_Task instructions_: Look through the material below. Copy every line with the string "Existing" in it.
(Information given begins)
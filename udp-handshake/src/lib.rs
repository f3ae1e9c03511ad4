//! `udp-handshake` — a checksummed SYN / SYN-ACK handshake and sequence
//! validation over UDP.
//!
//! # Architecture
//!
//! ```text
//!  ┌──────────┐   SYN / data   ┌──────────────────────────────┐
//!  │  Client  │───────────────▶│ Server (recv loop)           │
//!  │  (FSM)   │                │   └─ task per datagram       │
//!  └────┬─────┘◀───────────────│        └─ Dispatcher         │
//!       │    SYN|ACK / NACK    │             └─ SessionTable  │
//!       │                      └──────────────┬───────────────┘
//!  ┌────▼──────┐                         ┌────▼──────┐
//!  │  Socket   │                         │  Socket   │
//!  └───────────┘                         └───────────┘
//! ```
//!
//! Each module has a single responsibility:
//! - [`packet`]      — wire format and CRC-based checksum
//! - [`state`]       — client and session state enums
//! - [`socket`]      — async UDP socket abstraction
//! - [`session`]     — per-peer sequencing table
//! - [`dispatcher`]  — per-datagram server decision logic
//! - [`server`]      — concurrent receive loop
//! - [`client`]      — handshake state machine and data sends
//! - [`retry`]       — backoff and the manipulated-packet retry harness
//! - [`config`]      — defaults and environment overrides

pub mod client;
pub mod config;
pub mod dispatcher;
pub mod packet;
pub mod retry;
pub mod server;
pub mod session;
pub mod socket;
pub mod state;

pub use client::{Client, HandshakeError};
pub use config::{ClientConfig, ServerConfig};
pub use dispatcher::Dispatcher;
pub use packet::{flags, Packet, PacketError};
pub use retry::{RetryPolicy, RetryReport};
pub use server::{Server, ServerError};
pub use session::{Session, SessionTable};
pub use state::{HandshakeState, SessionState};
(Information given ends)
(Information given begins)
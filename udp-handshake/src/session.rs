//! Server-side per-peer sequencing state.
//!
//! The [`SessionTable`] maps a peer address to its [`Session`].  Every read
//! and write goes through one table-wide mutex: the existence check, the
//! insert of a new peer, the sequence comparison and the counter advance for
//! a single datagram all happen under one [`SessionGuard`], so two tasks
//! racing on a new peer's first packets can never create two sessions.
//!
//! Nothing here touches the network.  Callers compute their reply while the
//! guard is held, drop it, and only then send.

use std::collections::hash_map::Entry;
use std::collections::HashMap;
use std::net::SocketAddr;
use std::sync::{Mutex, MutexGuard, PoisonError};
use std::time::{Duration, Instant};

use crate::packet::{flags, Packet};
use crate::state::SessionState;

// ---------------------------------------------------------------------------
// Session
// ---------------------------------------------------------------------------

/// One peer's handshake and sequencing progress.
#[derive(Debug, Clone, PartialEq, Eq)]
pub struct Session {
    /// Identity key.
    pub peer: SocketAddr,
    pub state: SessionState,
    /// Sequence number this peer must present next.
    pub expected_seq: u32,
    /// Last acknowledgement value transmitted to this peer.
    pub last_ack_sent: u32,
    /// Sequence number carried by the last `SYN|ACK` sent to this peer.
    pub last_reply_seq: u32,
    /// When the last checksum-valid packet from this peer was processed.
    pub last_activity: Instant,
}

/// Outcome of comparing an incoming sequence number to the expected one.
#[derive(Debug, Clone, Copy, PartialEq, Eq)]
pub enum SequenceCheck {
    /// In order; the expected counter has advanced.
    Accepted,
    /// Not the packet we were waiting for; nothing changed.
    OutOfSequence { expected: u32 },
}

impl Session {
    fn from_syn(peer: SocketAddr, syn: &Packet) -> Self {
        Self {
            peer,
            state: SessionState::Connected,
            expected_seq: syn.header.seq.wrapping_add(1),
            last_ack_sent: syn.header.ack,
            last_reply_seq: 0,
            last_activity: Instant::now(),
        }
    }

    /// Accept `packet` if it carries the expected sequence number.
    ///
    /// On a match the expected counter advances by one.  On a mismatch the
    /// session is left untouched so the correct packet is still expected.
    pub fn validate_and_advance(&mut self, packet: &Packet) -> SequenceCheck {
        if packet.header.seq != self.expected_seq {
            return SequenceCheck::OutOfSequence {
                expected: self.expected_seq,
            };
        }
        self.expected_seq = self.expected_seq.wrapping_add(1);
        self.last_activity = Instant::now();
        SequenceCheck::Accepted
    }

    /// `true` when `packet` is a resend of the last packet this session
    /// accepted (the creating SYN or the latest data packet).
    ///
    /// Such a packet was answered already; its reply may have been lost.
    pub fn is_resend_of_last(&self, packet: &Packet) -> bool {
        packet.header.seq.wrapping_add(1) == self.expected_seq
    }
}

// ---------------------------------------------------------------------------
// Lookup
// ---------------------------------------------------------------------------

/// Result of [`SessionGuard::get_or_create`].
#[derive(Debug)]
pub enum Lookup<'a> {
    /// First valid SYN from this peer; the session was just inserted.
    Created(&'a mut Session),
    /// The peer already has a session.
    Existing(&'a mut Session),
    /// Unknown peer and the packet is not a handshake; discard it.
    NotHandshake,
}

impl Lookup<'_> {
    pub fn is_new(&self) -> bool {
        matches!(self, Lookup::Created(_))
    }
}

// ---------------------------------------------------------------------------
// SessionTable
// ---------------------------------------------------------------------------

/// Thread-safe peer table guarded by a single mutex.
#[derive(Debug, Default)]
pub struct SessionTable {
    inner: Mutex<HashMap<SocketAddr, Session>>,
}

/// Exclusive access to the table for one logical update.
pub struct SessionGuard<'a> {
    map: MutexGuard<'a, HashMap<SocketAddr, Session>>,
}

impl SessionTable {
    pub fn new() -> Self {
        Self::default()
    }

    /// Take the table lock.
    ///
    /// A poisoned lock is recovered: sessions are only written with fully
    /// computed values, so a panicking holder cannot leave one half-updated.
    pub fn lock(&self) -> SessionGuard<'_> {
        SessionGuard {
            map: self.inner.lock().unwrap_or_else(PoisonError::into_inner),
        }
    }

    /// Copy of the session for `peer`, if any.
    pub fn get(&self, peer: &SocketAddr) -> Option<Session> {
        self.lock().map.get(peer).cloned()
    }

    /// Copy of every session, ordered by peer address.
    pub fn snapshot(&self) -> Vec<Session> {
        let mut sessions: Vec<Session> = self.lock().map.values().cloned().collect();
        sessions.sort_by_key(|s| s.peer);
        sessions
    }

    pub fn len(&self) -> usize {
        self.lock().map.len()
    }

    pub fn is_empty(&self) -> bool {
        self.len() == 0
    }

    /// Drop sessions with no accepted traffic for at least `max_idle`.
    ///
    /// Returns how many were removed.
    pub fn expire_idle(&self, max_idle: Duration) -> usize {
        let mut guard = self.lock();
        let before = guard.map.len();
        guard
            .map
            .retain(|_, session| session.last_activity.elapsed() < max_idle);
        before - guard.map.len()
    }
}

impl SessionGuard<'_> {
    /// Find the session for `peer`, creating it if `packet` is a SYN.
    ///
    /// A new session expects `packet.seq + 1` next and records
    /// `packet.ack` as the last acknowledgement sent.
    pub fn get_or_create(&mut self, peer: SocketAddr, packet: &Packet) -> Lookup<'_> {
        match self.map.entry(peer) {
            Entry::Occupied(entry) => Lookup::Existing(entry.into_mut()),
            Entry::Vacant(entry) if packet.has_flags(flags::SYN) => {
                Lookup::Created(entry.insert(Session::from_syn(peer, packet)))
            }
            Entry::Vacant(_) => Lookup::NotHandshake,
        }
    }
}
(Information given ends)
_Task response_:
    Existing(&'a mut Session),
            Entry::Occupied(entry) => Lookup::Existing(entry.into_mut()),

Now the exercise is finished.